How to reproduce it (as minimally and precisely as possible): Installed minikube on Mac laptop, installed Kueue

Anything else we need to know?: I have metrics-server installed and verified auto-scaling in cluster: kubectl get hpa NAME REFERENCE TARGETS MINPODS MAXPODS REPLICAS AGE nginx Deployment/nginx cpu: <unknown>/50% 1 10 1 19m

Environment:

OS: MacOS sonoma Kubernetes: minikube

$ git describe --tags --dirty --always 67113647-dirty

$ kubectl version Client Version: v1.31.1 Kustomize Version: v5.4.2 Server Version: v1.31.0

$ uname -a Darwin xx 23.5.0 Darwin Kernel Version 23.5.0: Wed May 1 20:12:58 PDT 2024; root:xnu-10063.121.3~5/RELEASE_ARM64_T6000 arm64

mimowo commented 1 week ago

Looking at the code by "Provisioning Requests are not supported, skipped admission check controller setup" leads to https://github.com/kubernetes-sigs/kueue/blob/f6f80a5b8aa7e537ac2c6293688deb13a1c048e6/pkg/controller/admissionchecks/provisioning/indexer.go#L74-L83.

@leipanhz can you check if you have CA installed on your cluster and if the ProvisioningRequest API CRDs are available?

/cc @yaroslava-serdiuk

leipanhz commented 1 week ago

@mimowo I followed examples in https://github.com/kubernetes-sigs/kueue/blob/main/site/static/examples/provisioning/provisioning-setup.yaml to set up ProvisiongRequest AC. Checking my cluster

$ kc get ProvisioningRequestConfig NAME AGE prov-test-config 6d1h $ kc describe ProvisioningRequestConfig prov-test-config Name: prov-test-config Namespace: Labels: Annotations: API Version: kueue.x-k8s.io/v1beta1 Kind: ProvisioningRequestConfig Metadata: Creation Timestamp: 2024-10-02T21:09:11Z Generation: 1 Resource Version: 522310 UID: a49ca1b0-e209-41f4-a8df-1ba48581b7ba Spec: Managed Resources: cpu Provisioning Class Name: queued-provisioning.gke.io Events:

$ kc get MutatingWebhookConfiguration NAME WEBHOOKS AGE cert-manager-webhook 1 26h

$ kc get ValidatingWebhookConfiguration NAME WEBHOOKS AGE cert-manager-webhook 1 26h

Are these sufficient to enable ProvisioningRequest check?

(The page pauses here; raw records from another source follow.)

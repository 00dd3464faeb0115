//! Protected resource handler.
//!
//! Only reachable through the auth middleware, which has already placed
//! the verified claims in request extensions.

use crate::auth::VerifiedClaims;
use crate::models::{GrantResponse, GRANT_STATUS, SECRET_PAYLOAD};
use axum::{Extension, Json};
use tracing::instrument;

/// Handler for GET /secreto
///
/// ## Response
///
/// ```json
/// {
///   "status": "ACCESO CONCEDIDO",
///   "data_secreta": "El código nuclear es 1234",
///   "usuario_validado": "alice",
///   "rol_detectado": "admin"
/// }
/// ```
#[instrument(skip_all, name = "rp.handlers.secret")]
pub async fn get_secret(Extension(claims): Extension<VerifiedClaims>) -> Json<GrantResponse> {
    Json(GrantResponse {
        status: GRANT_STATUS,
        data_secreta: SECRET_PAYLOAD,
        usuario_validado: claims.sub,
        rol_detectado: claims.role,
    })
}

#[cfg(test)]
#[allow(clippy::unwrap_used, clippy::expect_used)]
mod tests {
    use super::*;

    #[tokio::test]
    async fn test_get_secret_echoes_claims() {
        let claims = VerifiedClaims {
            sub: Some("alice".to_string()),
            role: Some("admin".to_string()),
            exp: Some(1_900_000_000),
        };

        let Json(body) = get_secret(Extension(claims)).await;

        assert_eq!(body.status, "ACCESO CONCEDIDO");
        assert_eq!(body.data_secreta, "El código nuclear es 1234");
        assert_eq!(body.usuario_validado.as_deref(), Some("alice"));
        assert_eq!(body.rol_detectado.as_deref(), Some("admin"));
    }

    #[tokio::test]
    async fn test_get_secret_without_optional_claims() {
        let claims = VerifiedClaims {
            sub: None,
            role: None,
            exp: None,
        };

        let Json(body) = get_secret(Extension(claims)).await;

        assert!(body.usuario_validado.is_none());
        assert!(body.rol_detectado.is_none());
    }
}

leipanhz commented 1 week ago

ProvisioningRequest is enabled by default from the documentation: https://kueue.sigs.k8s.io/docs/admission-check-controllers/provisioning

From logs I attached in the post, ProvisioningACC is set to true

{"FlavorFungibility":true,"LendingLimit":true,"MultiKueue":false,"MultiKueueBatchJobWithManagedBy":false,"MultiplePreemptions":true,"PartialAdmission":true,"PrioritySortingWithinCohort":true,"ProvisioningACC":true,"QueueVisibility":false,"VisibilityOnDemand":false}}

mimowo commented 1 week ago

I think you may need to install ClusterAutoscaler as well. I suppose minikube does not do it by default. You can check if you have the required CRDs by kubectl get crds and should have provisioningrequests.autoscaling.x-k8s.io on the list. If this is the case then @leipanhz feel free to submit a PR to update the docs to state the requirement clearly to avoid confusion in the future.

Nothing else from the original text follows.